Par la grâce de D.ieu,
1er Tamouz 5729,
Brooklyn, New York,
Je vous salue et vous bénis,
J’ai bien reçu vos lettres, dans lesquelles vous me faites part, notamment, des divergences qui vous opposent à votre épouse, depuis quelques temps déjà. L’affaire a été portée devant le tribunal rabbinique¹ après que vous vous soyez adressé au Rav, maître de l’endroit, comme je vous l’avais conseillé, il y a quelques temps.
Pour faire suite à ce que je vous avais écrit, à l’époque, puisque « grande est la paix »², en général, celle qui règne entre un homme et son épouse³, en particulier, nos Sages, dont la mémoire est une bénédiction, disent que : « lorsqu’un homme et une femme en ont le mérite, la Présence divine réside parmi eux »⁴. Or, j’ai entendu dire que le différend entre vous portait uniquement sur les coutumes ’Habad.
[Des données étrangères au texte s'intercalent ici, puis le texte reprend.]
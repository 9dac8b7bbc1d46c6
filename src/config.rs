//! Cache Configuration
//!
//! Typed settings for the orchestrator, the remote and durable tiers, and the
//! per-namespace freshness and pushdown tables. Loaded from YAML or JSON and
//! validated once; the resulting [`NamespaceRegistry`] is read-only.

use std::collections::{BTreeMap, HashMap};
use std::path::{Path, PathBuf};
use std::time::Duration;

use serde::{Deserialize, Serialize};

use crate::cache::{
    CompressionAlgorithm, DEFAULT_EVICTION_TARGET_RATIO, DEFAULT_L1_CAPACITY, DEFAULT_TTL_SECS,
    DEFAULT_WRITE_QUEUE_CAPACITY,
};
use crate::error::{Error, Result};
use crate::pushdown::ColumnMapping;

// =============================================================================
// Freshness
// =============================================================================

/// How quickly a namespace's data goes stale
#[derive(Debug, Clone, Copy, PartialEq, Eq, Hash, Serialize, Deserialize)]
#[serde(rename_all = "lowercase")]
pub enum FreshnessClass {
    /// Changes during the day (scoreboards, in-progress games)
    Live,
    /// Refreshed about once a day
    Daily,
    /// Finished periods that rarely change
    Historical,
    /// Reference data
    Static,
}

impl FreshnessClass {
    /// TTL for L1/L2 entries of this class
    pub fn ttl(&self) -> Duration {
        Duration::from_secs(match self {
            FreshnessClass::Live => 60,
            FreshnessClass::Daily => 3_600,
            FreshnessClass::Historical => 86_400,
            FreshnessClass::Static => 604_800,
        })
    }
}

impl std::fmt::Display for FreshnessClass {
    fn fmt(&self, f: &mut std::fmt::Formatter<'_>) -> std::fmt::Result {
        let name = match self {
            FreshnessClass::Live => "live",
            FreshnessClass::Daily => "daily",
            FreshnessClass::Historical => "historical",
            FreshnessClass::Static => "static",
        };
        f.write_str(name)
    }
}

// =============================================================================
// Tier Settings
// =============================================================================

fn default_true() -> bool {
    true
}

fn default_l1_capacity() -> usize {
    DEFAULT_L1_CAPACITY
}

fn default_ttl_secs() -> u64 {
    DEFAULT_TTL_SECS
}

fn default_key_prefix() -> String {
    "tiercache:".to_string()
}

fn default_connect_timeout_ms() -> u64 {
    2_000
}

fn default_retry_cooldown_secs() -> u64 {
    30
}

fn default_op_timeout_ms() -> u64 {
    500
}

fn default_compression() -> String {
    CompressionAlgorithm::default().name().to_string()
}

fn default_max_size_mb() -> u64 {
    1_024
}

fn default_target_ratio() -> f64 {
    DEFAULT_EVICTION_TARGET_RATIO
}

fn default_queue_capacity() -> usize {
    DEFAULT_WRITE_QUEUE_CAPACITY
}

/// Remote (L2) tier connection settings
#[derive(Debug, Clone, PartialEq, Serialize, Deserialize)]
pub struct RemoteConfig {
    /// Redis URL, e.g. `redis://127.0.0.1:6379/0`
    pub url: String,
    #[serde(default = "default_key_prefix")]
    pub key_prefix: String,
    #[serde(default = "default_connect_timeout_ms")]
    pub connect_timeout_ms: u64,
    /// Deadline for each get, set or delete; an elapsed call counts as an outage
    #[serde(default = "default_op_timeout_ms")]
    pub op_timeout_ms: u64,
    /// Seconds to wait after a failure before trying again
    #[serde(default = "default_retry_cooldown_secs")]
    pub retry_cooldown_secs: u64,
}

impl Default for RemoteConfig {
    fn default() -> Self {
        Self {
            url: "redis://127.0.0.1:6379/".to_string(),
            key_prefix: default_key_prefix(),
            connect_timeout_ms: default_connect_timeout_ms(),
            op_timeout_ms: default_op_timeout_ms(),
            retry_cooldown_secs: default_retry_cooldown_secs(),
        }
    }
}

/// Durable (L3) tier settings
#[derive(Debug, Clone, PartialEq, Serialize, Deserialize)]
pub struct PersistentTierConfig {
    pub cache_dir: PathBuf,
    /// `none`, `lz4` or `zstd`
    #[serde(default = "default_compression")]
    pub compression: String,
    #[serde(default = "default_max_size_mb")]
    pub max_size_mb: u64,
    #[serde(default = "default_true")]
    pub background_writes: bool,
    /// Eviction shrinks usage to this fraction of the cap
    #[serde(default = "default_target_ratio")]
    pub eviction_target_ratio: f64,
    #[serde(default = "default_queue_capacity")]
    pub write_queue_capacity: usize,
}

impl PersistentTierConfig {
    pub fn new(cache_dir: impl Into<PathBuf>) -> Self {
        Self {
            cache_dir: cache_dir.into(),
            compression: default_compression(),
            max_size_mb: default_max_size_mb(),
            background_writes: true,
            eviction_target_ratio: default_target_ratio(),
            write_queue_capacity: default_queue_capacity(),
        }
    }

    pub fn compression_algorithm(&self) -> Result<CompressionAlgorithm> {
        self.compression.parse()
    }

    pub fn max_size_bytes(&self) -> u64 {
        self.max_size_mb.saturating_mul(1024 * 1024)
    }

    pub fn validate(&self) -> Result<()> {
        self.compression_algorithm()?;
        if self.cache_dir.as_os_str().is_empty() {
            return Err(Error::Config("cache_dir must not be empty".into()));
        }
        if !(self.eviction_target_ratio > 0.0 && self.eviction_target_ratio <= 1.0) {
            return Err(Error::Config(format!(
                "eviction_target_ratio must be in (0, 1], got {}",
                self.eviction_target_ratio
            )));
        }
        if self.write_queue_capacity == 0 {
            return Err(Error::Config("write_queue_capacity must be positive".into()));
        }
        Ok(())
    }
}

// =============================================================================
// Namespaces
// =============================================================================

/// One logical dataset family
#[derive(Debug, Clone, PartialEq, Serialize, Deserialize)]
pub struct NamespaceConfig {
    pub name: String,
    #[serde(default)]
    pub freshness: Option<FreshnessClass>,
    /// Explicit TTL; wins over the freshness class
    #[serde(default)]
    pub ttl_secs: Option<u64>,
    /// Result column -> origin parameter mapping
    #[serde(default)]
    pub pushdown: BTreeMap<String, ColumnMapping>,
}

impl NamespaceConfig {
    pub fn new(name: impl Into<String>) -> Self {
        Self {
            name: name.into(),
            freshness: None,
            ttl_secs: None,
            pushdown: BTreeMap::new(),
        }
    }

    pub fn with_freshness(mut self, freshness: FreshnessClass) -> Self {
        self.freshness = Some(freshness);
        self
    }

    pub fn with_ttl(mut self, ttl: Duration) -> Self {
        self.ttl_secs = Some(ttl.as_secs());
        self
    }

    pub fn with_pushdown(mut self, column: impl Into<String>, mapping: ColumnMapping) -> Self {
        self.pushdown.insert(column.into(), mapping);
        self
    }

    /// TTL fixed by configuration, if any
    pub fn configured_ttl(&self) -> Option<Duration> {
        self.ttl_secs
            .map(Duration::from_secs)
            .or_else(|| self.freshness.map(|f| f.ttl()))
    }

    pub fn validate(&self) -> Result<()> {
        validate_namespace_name(&self.name)?;

        let mut owners: HashMap<&str, &str> = HashMap::new();
        for (column, mapping) in &self.pushdown {
            mapping.validate(column)?;
            for param in mapping.params() {
                if let Some(other) = owners.insert(param, column) {
                    return Err(Error::Config(format!(
                        "namespace '{}': columns '{other}' and '{column}' both push to '{param}'",
                        self.name
                    )));
                }
            }
        }
        Ok(())
    }
}

/// Namespaces double as directory names in the durable tier
pub fn validate_namespace_name(name: &str) -> Result<()> {
    let ok = !name.is_empty()
        && !name.starts_with('.')
        && name
            .chars()
            .all(|c| c.is_ascii_alphanumeric() || matches!(c, '_' | '-' | '.'));
    if ok {
        Ok(())
    } else {
        Err(Error::Config(format!(
            "invalid namespace '{name}': use [A-Za-z0-9_.-] and do not start with '.'"
        )))
    }
}

/// Validated, read-only namespace table
#[derive(Debug, Clone, Default)]
pub struct NamespaceRegistry {
    namespaces: HashMap<String, NamespaceConfig>,
}

impl NamespaceRegistry {
    pub fn new(namespaces: Vec<NamespaceConfig>) -> Result<Self> {
        let mut map = HashMap::with_capacity(namespaces.len());
        for ns in namespaces {
            ns.validate()?;
            if map.contains_key(&ns.name) {
                return Err(Error::Config(format!("duplicate namespace '{}'", ns.name)));
            }
            map.insert(ns.name.clone(), ns);
        }
        Ok(Self { namespaces: map })
    }

    pub fn get(&self, name: &str) -> Option<&NamespaceConfig> {
        self.namespaces.get(name)
    }

    pub fn iter(&self) -> impl Iterator<Item = &NamespaceConfig> {
        self.namespaces.values()
    }

    pub fn len(&self) -> usize {
        self.namespaces.len()
    }

    pub fn is_empty(&self) -> bool {
        self.namespaces.is_empty()
    }
}

// =============================================================================
// Top-Level Settings
// =============================================================================

/// Orchestrator settings
#[derive(Debug, Clone, PartialEq, Serialize, Deserialize)]
pub struct CacheSettings {
    /// Master switch; when off every call goes straight to the origin
    #[serde(default = "default_true")]
    pub enabled: bool,
    /// Forward mapped filters to the origin
    #[serde(default = "default_true")]
    pub pushdown_enabled: bool,
    #[serde(default = "default_l1_capacity")]
    pub l1_capacity: usize,
    /// TTL when neither the namespace nor the period heuristic decides
    #[serde(default = "default_ttl_secs")]
    pub default_ttl_secs: u64,
    #[serde(default)]
    pub remote: Option<RemoteConfig>,
    #[serde(default)]
    pub persistent: Option<PersistentTierConfig>,
    #[serde(default)]
    pub namespaces: Vec<NamespaceConfig>,
}

impl Default for CacheSettings {
    fn default() -> Self {
        Self {
            enabled: true,
            pushdown_enabled: true,
            l1_capacity: DEFAULT_L1_CAPACITY,
            default_ttl_secs: DEFAULT_TTL_SECS,
            remote: None,
            persistent: None,
            namespaces: Vec::new(),
        }
    }
}

impl CacheSettings {
    pub fn from_yaml_str(yaml: &str) -> Result<Self> {
        let settings: Self = serde_yaml::from_str(yaml)?;
        settings.validate()?;
        Ok(settings)
    }

    pub fn from_json_str(json: &str) -> Result<Self> {
        let settings: Self = serde_json::from_str(json)?;
        settings.validate()?;
        Ok(settings)
    }

    /// Load from a `.json`, `.yaml` or `.yml` file
    pub fn from_file(path: impl AsRef<Path>) -> Result<Self> {
        let path = path.as_ref();
        let text = std::fs::read_to_string(path)?;
        match path.extension().and_then(|e| e.to_str()) {
            Some("json") => Self::from_json_str(&text),
            _ => Self::from_yaml_str(&text),
        }
    }

    pub fn with_namespace(mut self, namespace: NamespaceConfig) -> Self {
        self.namespaces.push(namespace);
        self
    }

    pub fn default_ttl(&self) -> Duration {
        Duration::from_secs(self.default_ttl_secs)
    }

    pub fn validate(&self) -> Result<()> {
        if self.l1_capacity == 0 {
            return Err(Error::Config("l1_capacity must be positive".into()));
        }
        if self.default_ttl_secs == 0 {
            return Err(Error::Config("default_ttl_secs must be positive".into()));
        }
        if let Some(remote) = &self.remote {
            if remote.url.is_empty() {
                return Err(Error::Config("remote.url must not be empty".into()));
            }
            if remote.op_timeout_ms == 0 {
                return Err(Error::Config("remote.op_timeout_ms must be positive".into()));
            }
        }
        if let Some(persistent) = &self.persistent {
            persistent.validate()?;
        }
        NamespaceRegistry::new(self.namespaces.clone()).map(|_| ())
    }

    /// Validate and build the namespace registry
    pub fn registry(&self) -> Result<NamespaceRegistry> {
        NamespaceRegistry::new(self.namespaces.clone())
    }
}

// =============================================================================
// Tests
// =============================================================================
A n’en pas douter, vous ferez donc tout ce qui est en votre pouvoir afin d’influencer votre épouse, d’une manière agréable et pacifique⁵.
Puisse D.ieu faire que s’accomplisse en elle l’enseignement de nos Sages précédemment cité et que vous méritiez de voir la Présence divine s’installer entre vous. Avec ma bénédiction,
Notes
¹ Voir la lettre précédente.
²–³ Voir le traité ’Houlin 141a, le Rambam, à la fin des lois de ’Hanouka.
⁴ Dans le traité Sotta 17a.
⁵ Voir aussi, à ce sujet, les lettres n°9705 et 9706.